Через миг мне пришло в голову, что то же самое можно сказать и обо всем прочем в моей жизни – да и его тоже. Ничего у нас не выходит. Даже наша дружба…
– А тебе нравится жить одному? – спросил он.
– Нет.
Это он тоже понял. Слова не нужны. Он высадил меня возле дома.
Я предложил, если хочет, сварить ему кофе, но он сказал, что поедет уж работать дальше до рассвета. Когда я ему позвонил, он еще не ложился. Он вообще редко спит. Кроме того, раннее воскресное утро, люди выходят из клубов и ночных баров. Воскресным утром можно хорошо заработать.

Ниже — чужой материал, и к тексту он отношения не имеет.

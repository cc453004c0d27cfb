//! Planning requests, time-step reservations and cancellation

use crate::agent::{Agent, AgentId, Mobility};
use crate::grid::Coord;
use crate::planner::{ObjectiveWeights, PlanningObjective};
use serde::{Deserialize, Serialize};
use std::sync::atomic::{AtomicBool, Ordering};
use std::sync::Arc;
use std::time::Instant;

/// A cell that may not be occupied at a given step of the route
///
/// Steps are relative to the route's departure: step 0 is the start cell.
#[derive(Debug, Clone, Copy, PartialEq, Eq, Hash, PartialOrd, Ord, Serialize, Deserialize)]
pub struct Reservation {
    pub cell: Coord,
    pub step: u64,
}

impl Reservation {
    pub const fn new(cell: Coord, step: u64) -> Self {
        Reservation { cell, step }
    }
}

/// Shared flag an orchestrator flips to abort a running search
#[derive(Debug, Clone, Default)]
pub struct CancelToken(Arc<AtomicBool>);

impl CancelToken {
    pub fn new() -> Self {
        Self::default()
    }

    pub fn cancel(&self) {
        self.0.store(true, Ordering::Relaxed);
    }

    pub fn is_cancelled(&self) -> bool {
        self.0.load(Ordering::Relaxed)
    }
}

/// One route query
#[derive(Debug, Clone)]
pub struct PlanRequest {
    pub(crate) agent: AgentId,
    pub(crate) start: Coord,
    pub(crate) target: Coord,
    pub(crate) mobility: Mobility,
    pub(crate) weights: ObjectiveWeights,
    /// `None` uses the planner's default ceiling
    pub(crate) risk_ceiling: Option<f64>,
    pub(crate) exclusions: Vec<Reservation>,
    pub(crate) departure_step: u64,
    pub(crate) cancel: Option<CancelToken>,
    pub(crate) deadline: Option<Instant>,
}

impl PlanRequest {
    pub fn new(agent: AgentId, start: Coord, target: Coord) -> Self {
        PlanRequest {
            agent,
            start,
            target,
            mobility: Mobility::Ground,
            weights: PlanningObjective::default().weights(),
            risk_ceiling: None,
            exclusions: Vec::new(),
            departure_step: 0,
            cancel: None,
            deadline: None,
        }
    }

    /// Route from an agent's current position with its mobility
    pub fn for_agent(agent: &Agent, target: Coord) -> Self {
        Self::new(agent.id(), agent.location(), target).mobility(agent.mobility())
    }

    pub fn mobility(mut self, mobility: Mobility) -> Self {
        self.mobility = mobility;
        self
    }

    pub fn objective(mut self, weights: ObjectiveWeights) -> Self {
        self.weights = weights;
        self
    }

    pub fn risk_ceiling(mut self, ceiling: f64) -> Self {
        self.risk_ceiling = Some(ceiling);
        self
    }

    pub fn maybe_risk_ceiling(mut self, ceiling: Option<f64>) -> Self {
        self.risk_ceiling = ceiling;
        self
    }

    pub fn exclude(mut self, reservation: Reservation) -> Self {
        self.exclusions.push(reservation);
        self
    }

    pub fn exclusions(mut self, reservations: impl IntoIterator<Item = Reservation>) -> Self {
        self.exclusions.extend(reservations);
        self
    }

    /// Absolute motion step at which the agent leaves `start`
    pub fn departure_step(mut self, step: u64) -> Self {
        self.departure_step = step;
        self
    }

    pub fn cancel_token(mut self, token: CancelToken) -> Self {
        self.cancel = Some(token);
        self
    }

    pub fn deadline(mut self, deadline: Instant) -> Self {
        self.deadline = Some(deadline);
        self
    }

    pub fn agent(&self) -> AgentId {
        self.agent
    }

    pub fn start(&self) -> Coord {
        self.start
    }

    pub fn target(&self) -> Coord {
        self.target
    }

    pub fn weights(&self) -> ObjectiveWeights {
        self.weights
    }

    pub(crate) fn is_cancelled(&self) -> bool {
        self.cancel.as_ref().is_some_and(CancelToken::is_cancelled)
            || self.deadline.is_some_and(|d| Instant::now() >= d)
    }
}

#[cfg(test)]
mod tests {
    use super::*;
    use std::time::Duration;

    #[test]
    fn test_cancel_token_is_shared() {
        let token = CancelToken::new();
        let request = PlanRequest::new(AgentId(1), Coord::new(0, 0), Coord::new(1, 1))
            .cancel_token(token.clone());
        assert!(!request.is_cancelled());
        token.cancel();
        assert!(request.is_cancelled());
    }

    #[test]
    fn test_expired_deadline_cancels() {
        let past = Instant::now()
            .checked_sub(Duration::from_millis(5))
            .unwrap_or_else(Instant::now);
        let request =
            PlanRequest::new(AgentId(1), Coord::new(0, 0), Coord::new(1, 1)).deadline(past);
        assert!(request.is_cancelled());
    }

    #[test]
    fn test_builder_defaults() {
        let request = PlanRequest::new(AgentId(2), Coord::new(0, 0), Coord::new(3, 3))
            .exclude(Reservation::new(Coord::new(1, 1), 2));
        assert_eq!(request.weights(), PlanningObjective::MinimizeRiskExposure.weights());
        assert_eq!(request.risk_ceiling, None);
        assert_eq!(request.exclusions.len(), 1);
    }
}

Когда он уехал, я стал думать о том, что объединяет нас, пожалуй, не только романтическая привязанность к выдуманной Франции. Это всего лишь верхний слой, иллюзия. Скорее, объединяет нас отчаянная неспособность вести обычную жизнь с обычными людьми где бы то ни было: не для нас обычная любовь, обычный дом, обычная работа, обычные телепередачи, обычная еда с обычными друзьями – у нас и нет-то обычных друзей, а появляются – не задерживаются.